* Exercise instructions
Go through the records and report each line in which the word "JidKind" occurs.

(Stored data)
☆ ☆ ☆ ☆ ☆

//! Tests for `whatsapp::jid` recipient validation.

use hearth::channel::ChannelError;
use hearth::whatsapp::jid::{Jid, JidKind};

#[test]
fn phone_numbers_become_user_jids() {
    let jid = Jid::parse_direct("+44 7700 900123".replace(' ', "").as_str()).expect("phone");
    assert_eq!(jid.to_string(), "447700900123@s.whatsapp.net");
    assert_eq!(jid.kind(), JidKind::User);
}

#[test]
fn lid_and_legacy_servers_are_direct() {
    assert_eq!(
        Jid::parse_direct("123456789012345@lid").expect("lid").kind(),
        JidKind::Lid
    );
    assert!(Jid::parse_direct("15551234567@c.us").is_ok());
}

#[test]
fn device_suffix_is_stripped_from_user() {
    let jid = Jid::parse("15551234567:12@s.whatsapp.net").expect("device jid");
    assert_eq!(jid.user(), "15551234567");
}

#[test]
fn non_direct_targets_are_poison() {
    for raw in [
        "120363025555555555@g.us",
        "status@broadcast",
        "120363111111111111@newsletter",
    ] {
        let err = Jid::parse_direct(raw).expect_err("not direct");
        assert!(err.is_permanent(), "{raw} should be permanent");
    }
}

#[test]
fn garbage_is_rejected() {
    for raw in ["", "hello", "123", "someone@example.com", "@s.whatsapp.net"] {
        assert!(
            matches!(Jid::parse(raw), Err(ChannelError::InvalidRecipient { .. })),
            "{raw:?} should be rejected"
        );
    }
}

☆ ☆ ☆ ☆ ☆

* Exercise solution
use hearth::whatsapp::jid::{Jid, JidKind};
    assert_eq!(jid.kind(), JidKind::User);
        JidKind::Lid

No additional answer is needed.